[Stored items]

++++

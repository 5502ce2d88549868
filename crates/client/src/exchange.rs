//! Exchange session: quote generation followed by execute-or-reset.
//!
//! Holds at most one quote. A quote is consumed by exactly one execute
//! call: it leaves the session when the execute request is sent, and the
//! session is back in `Idle` whatever the server answers.

use std::sync::{Arc, Mutex, MutexGuard, PoisonError};

use async_trait::async_trait;
use tracing::{debug, info, warn};
use vaultdash_core::exchange::{
    ExchangeError, ExchangeState, ExchangeStatus, ExchangeTransitions, ExecuteRequest,
    ExecuteResponse, Quote, QuoteForm, QuoteRequest, QuoteResponse,
};
use vaultdash_shared::config::StaleResponsePolicy;

use crate::credentials::CredentialStore;
use crate::gateway::{ApiRequest, RequestGateway};
use crate::models::Wallet;
use crate::transport::Transport;
use crate::wallets::balance_of;

/// Quote endpoint.
pub const QUOTE_PATH: &str = "/fx/generate-quote";
/// Execute endpoint.
pub const EXECUTE_PATH: &str = "/fx/exchange-currency";
/// Shown after a successful execute when the server sends no message.
pub const EXCHANGE_SUCCESS_MESSAGE: &str = "Currency exchanged successfully";

/// Views that must reload after balances change.
#[async_trait]
pub trait RefreshTrigger: Send + Sync {
    /// Reloads the wallet list.
    async fn refresh_wallets(&self);

    /// Reloads the FX transaction list.
    async fn refresh_fx_transactions(&self);
}

/// Client-held quote lifecycle.
pub struct ExchangeSession {
    quote_gateway: RequestGateway<QuoteResponse>,
    execute_gateway: RequestGateway<ExecuteResponse>,
    state: Mutex<ExchangeState>,
}

impl ExchangeSession {
    /// Creates an idle session.
    #[must_use]
    pub fn new(
        transport: Arc<dyn Transport>,
        credentials: Arc<dyn CredentialStore>,
        policy: StaleResponsePolicy,
    ) -> Self {
        Self {
            quote_gateway: RequestGateway::with_policy(
                Arc::clone(&transport),
                Arc::clone(&credentials),
                policy,
            ),
            execute_gateway: RequestGateway::with_policy(transport, credentials, policy),
            state: Mutex::new(ExchangeState::Idle),
        }
    }

    fn slot(&self) -> MutexGuard<'_, ExchangeState> {
        self.state.lock().unwrap_or_else(PoisonError::into_inner)
    }

    /// Snapshot of the current state.
    #[must_use]
    pub fn state(&self) -> ExchangeState {
        self.slot().clone()
    }

    /// Current status.
    #[must_use]
    pub fn status(&self) -> ExchangeStatus {
        self.slot().status()
    }

    /// Held quote, if any.
    #[must_use]
    pub fn quote(&self) -> Option<Quote> {
        self.slot().quote().cloned()
    }

    /// True while a quote or execute request is in flight.
    #[must_use]
    pub fn is_busy(&self) -> bool {
        self.quote_gateway.is_busy() || self.execute_gateway.is_busy()
    }

    /// Validates `form` against the fetched `wallets` and asks the server for
    /// a quote. Nothing is sent when a precondition fails.
    ///
    /// # Errors
    ///
    /// - `InvalidTransition` while a quote is already held
    /// - `NotEnoughWallets` with fewer than two wallets
    /// - `Validation` for the first failed form precondition
    /// - `QuoteFailed` when the server does not return a quote
    pub async fn generate_quote(
        &self,
        form: &QuoteForm,
        wallets: &[Wallet],
    ) -> Result<Quote, ExchangeError> {
        ExchangeTransitions::ensure_can_quote(&self.slot())?;

        if wallets.len() < 2 {
            return Err(ExchangeError::NotEnoughWallets);
        }

        let valid = form.validate(|currency| balance_of(wallets, currency))?;

        let request = ApiRequest::post(QUOTE_PATH).json(&QuoteRequest::from(&valid));
        let outcome = self.quote_gateway.request(request).await;
        let succeeded = outcome.is_success();

        let response = match outcome.data {
            Some(response) if succeeded => response,
            _ => {
                warn!(status = outcome.status, "quote generation failed");
                return Err(ExchangeError::QuoteFailed {
                    status: outcome.status,
                });
            }
        };

        let quote = Quote::new(&valid, response);
        let mut state = self.slot();
        let next = ExchangeTransitions::quoted(&state, quote.clone())?;
        *state = next;

        info!(
            quote_reference = %quote.quote_reference,
            source = %quote.source_currency,
            target = %quote.target_currency,
            rate = %quote.exchange_rate,
            "quote generated"
        );
        Ok(quote)
    }

    /// Executes the held quote. Returns the success message.
    ///
    /// On success both refresh triggers fire exactly once. On failure the
    /// session returns to `Idle` and neither fires.
    ///
    /// # Errors
    ///
    /// - `InvalidTransition` when no quote is held
    /// - `ExecuteFailed` when the server rejects the execution
    pub async fn execute_quote(
        &self,
        refresh: &dyn RefreshTrigger,
    ) -> Result<String, ExchangeError> {
        let quote = {
            let mut state = self.slot();
            let quote = ExchangeTransitions::executable(&state)?.clone();
            *state = ExchangeTransitions::reset(&state);
            quote
        };

        let request = ApiRequest::post(EXECUTE_PATH).json(&ExecuteRequest {
            quote_reference: quote.quote_reference.clone(),
        });
        let outcome = self.execute_gateway.request(request).await;

        if !outcome.is_success() {
            warn!(
                quote_reference = %quote.quote_reference,
                status = outcome.status,
                "exchange execution failed"
            );
            return Err(ExchangeError::ExecuteFailed {
                status: outcome.status,
            });
        }

        info!(quote_reference = %quote.quote_reference, "exchange executed");
        refresh.refresh_wallets().await;
        refresh.refresh_fx_transactions().await;

        Ok(outcome
            .data
            .and_then(|response| response.message)
            .unwrap_or_else(|| EXCHANGE_SUCCESS_MESSAGE.to_string()))
    }

    /// Discards any held quote. Never sends a request.
    pub fn reset(&self) {
        let mut state = self.slot();
        if state.quote().is_some() {
            debug!("quote discarded");
        }
        *state = ExchangeTransitions::reset(&state);
    }
}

++++

## Required action
Read the lines above. Gather those in which the string "server" is found.

## Expected answer
//! session is back in `Idle` whatever the server answers.
/// Shown after a successful execute when the server sends no message.
    /// Validates `form` against the fetched `wallets` and asks the server for
    /// - `QuoteFailed` when the server does not return a quote
    /// - `ExecuteFailed` when the server rejects the execution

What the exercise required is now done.